Well, it was hardly Shirley Bassey sashaying into the opening notes of Goldfinger, but it did help to illustrate the intense bond that the 37-year-old Dorset singer enjoys with her fans.
For many of them this would have constituted a first chance to hear songs from Harvey’s new album White Chalk, released earlier that day. Bedecked with fairy lights and ornaments, a piano bore testament to a sparser shift in direction. But it was with her guitar that the singer – performing without a band – steadied her nerves. Like a ghost come to life from an old Victorian photograph, she stamped a stiletto heel on an FX pedal for a cacophonous, swampy Man-Size.
Then, not for the first time, the sublime gave way to the ridiculous as though Harvey had an FX pedal for that as well. Halfway through the song an insect had become lodged in her eye. “Does anyone have a compact mirror,” she asked? Momentarily, no one responded. It was as though no one could believe that such an empowered presence could require such a prosaic accessory.
Reconfigured from a 1998 B-side, Nina in Ecstasy had Harvey manning an electronic box set to sound like a harmonium. Two minutes into this haiku-like child ballad, her equipment packed up, and Harvey – seizing the moment – steered into the song’s coda, a surreal version of Chirpy Chirpy Cheep Cheep with appropriately modified lyrics: “Where’s your marbles gone?”

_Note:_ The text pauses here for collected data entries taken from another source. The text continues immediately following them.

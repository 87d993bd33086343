//! Role-based access gate.
//!
//! One place answers "which complaints can this actor see". Mutation-side
//! role and ownership checks live with the operations in the engine, but
//! they all run against the server-resolved [`Actor`] — nothing a client
//! claims about itself is consulted.

use crate::complaint::Complaint;
use crate::status::ComplaintStatus;
use crate::user::{Actor, Role};

/// Visibility rule per role:
///
/// - citizen: own complaints
/// - officer: complaints assigned to them
/// - vendor: open marketplace jobs plus complaints bound to them
/// - admin: everything
pub fn can_view(actor: &Actor, complaint: &Complaint) -> bool {
    match actor.role {
        Role::Admin => true,
        Role::Citizen => complaint.citizen_id == actor.user_id,
        Role::Officer => complaint.officer_id() == Some(actor.user_id.as_str()),
        Role::Vendor => {
            complaint.status == ComplaintStatus::AwaitingQuotes
                || complaint.vendor_id() == Some(actor.user_id.as_str())
        }
    }
}

#[cfg(test)]
mod tests {
    use super::*;
    use crate::complaint::Assignee;

    fn complaint(citizen: &str) -> Complaint {
        Complaint::new(citizen, "Garbage", "Overflowing dumpster", "Central Park")
    }

    #[test]
    fn test_citizen_sees_only_own() {
        let c = complaint("cit-1");
        assert!(can_view(&Actor::new("cit-1", Role::Citizen), &c));
        assert!(!can_view(&Actor::new("cit-2", Role::Citizen), &c));
    }

    #[test]
    fn test_officer_sees_only_assigned() {
        let mut c = complaint("cit-1");
        let officer = Actor::new("off-1", Role::Officer);
        assert!(!can_view(&officer, &c));

        c.assignee = Some(Assignee::Officer("off-1".into()));
        c.status = ComplaintStatus::InProgress;
        assert!(can_view(&officer, &c));
        assert!(!can_view(&Actor::new("off-2", Role::Officer), &c));
    }

    #[test]
    fn test_vendor_sees_open_jobs_and_own_work() {
        let mut c = complaint("cit-1");
        let vendor = Actor::new("ven-1", Role::Vendor);

        // Pending is not yet on the marketplace.
        assert!(!can_view(&vendor, &c));

        c.status = ComplaintStatus::AwaitingQuotes;
        assert!(can_view(&vendor, &c));

        // Bound to another vendor: gone from this vendor's view.
        c.status = ComplaintStatus::InProgress;
        c.assignee = Some(Assignee::Vendor("ven-2".into()));
        assert!(!can_view(&vendor, &c));
        assert!(can_view(&Actor::new("ven-2", Role::Vendor), &c));
    }

    #[test]
    fn test_admin_sees_everything() {
        let c = complaint("cit-1");
        assert!(can_view(&Actor::new("adm-1", Role::Admin), &c));
    }
}
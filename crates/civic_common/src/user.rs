//! User accounts, roles, and the authenticated actor.

use serde::{Deserialize, Serialize};

use crate::error::{CivicError, CivicResult};

/// The four participant roles.
#[derive(Debug, Clone, Copy, PartialEq, Eq, Hash, Serialize, Deserialize)]
#[serde(rename_all = "lowercase")]
pub enum Role {
    Citizen,
    Officer,
    Admin,
    Vendor,
}

impl Role {
    pub fn as_str(&self) -> &'static str {
        match self {
            Role::Citizen => "citizen",
            Role::Officer => "officer",
            Role::Admin => "admin",
            Role::Vendor => "vendor",
        }
    }
}

impl std::fmt::Display for Role {
    fn fmt(&self, f: &mut std::fmt::Formatter<'_>) -> std::fmt::Result {
        write!(f, "{}", self.as_str())
    }
}

/// Authenticated identity attached to every engine operation.
///
/// Always derived server-side from the bearer credential. Role and id
/// claimed by a client are never trusted.
#[derive(Debug, Clone, PartialEq, Eq)]
pub struct Actor {
    pub user_id: String,
    pub role: Role,
}

impl Actor {
    pub fn new(user_id: impl Into<String>, role: Role) -> Self {
        Self {
            user_id: user_id.into(),
            role,
        }
    }

    pub fn require_role(&self, role: Role) -> CivicResult<()> {
        if self.role == role {
            Ok(())
        } else {
            Err(CivicError::Forbidden(format!(
                "{} role required, caller is {}",
                role, self.role
            )))
        }
    }
}

/// Marketplace profile carried by vendor accounts.
#[derive(Debug, Clone, PartialEq, Eq, Serialize, Deserialize)]
pub struct VendorProfile {
    pub business_name: String,
    pub service_type: String,
    /// Set only by an admin through vendor verification.
    #[serde(default)]
    pub verified: bool,
}

/// A registered account.
#[derive(Debug, Clone, PartialEq, Eq, Serialize, Deserialize)]
pub struct User {
    pub id: String,
    pub role: Role,
    pub name: String,
    pub email: String,
    #[serde(default)]
    pub phone: String,
    /// Present only for `Role::Vendor` accounts.
    #[serde(default, skip_serializing_if = "Option::is_none")]
    pub vendor: Option<VendorProfile>,
}

impl User {
    pub fn actor(&self) -> Actor {
        Actor::new(self.id.clone(), self.role)
    }
}
//! Civic Daemon - complaint lifecycle backend
//!
//! Holds the shared complaint/quote store and serves the dispatch engine
//! over HTTP to the role dashboards.

use anyhow::Result;
use tracing::{info, Level};

use civic_common::DispatchEngine;
use civicd::config::DaemonConfig;
use civicd::server::{self, AppState};

#[tokio::main]
async fn main() -> Result<()> {
    // Initialize logging
    tracing_subscriber::fmt()
        .with_max_level(Level::INFO)
        .init();

    info!("Civic Daemon v{} starting", env!("CARGO_PKG_VERSION"));

    let config = DaemonConfig::load();
    let directory = config.build_directory()?;
    info!("Seeded {} accounts from config", directory.len());

    let engine = DispatchEngine::new(directory);
    let state = AppState::new(engine);

    info!("Civic Daemon ready");
    server::run(state, &config.bind_addr).await
}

At times like this, she seemed less like a West Country Patti Smith – as many a review is wont to depict her – and more like the goth daughter of Pam Ayres.
On other occasions though, precedents for what we were watching were harder to pin down. By swapping guitar for autoharp, Down by the Water sounded like an English folk song.
Better still was the effect that the piano appears to have had on Harvey’s singing – it was a bit like finding an extra room in a seemingly familiar house. Her high, tremulous tones on The Mountain were revelatory. On White Chalk – “White chalk hills are all I’ve known/White chalk hills will rot my bones” – you realised that it was a song that, decades from now, might end up being played at her funeral.
Except who on earth could do it justice in her absence?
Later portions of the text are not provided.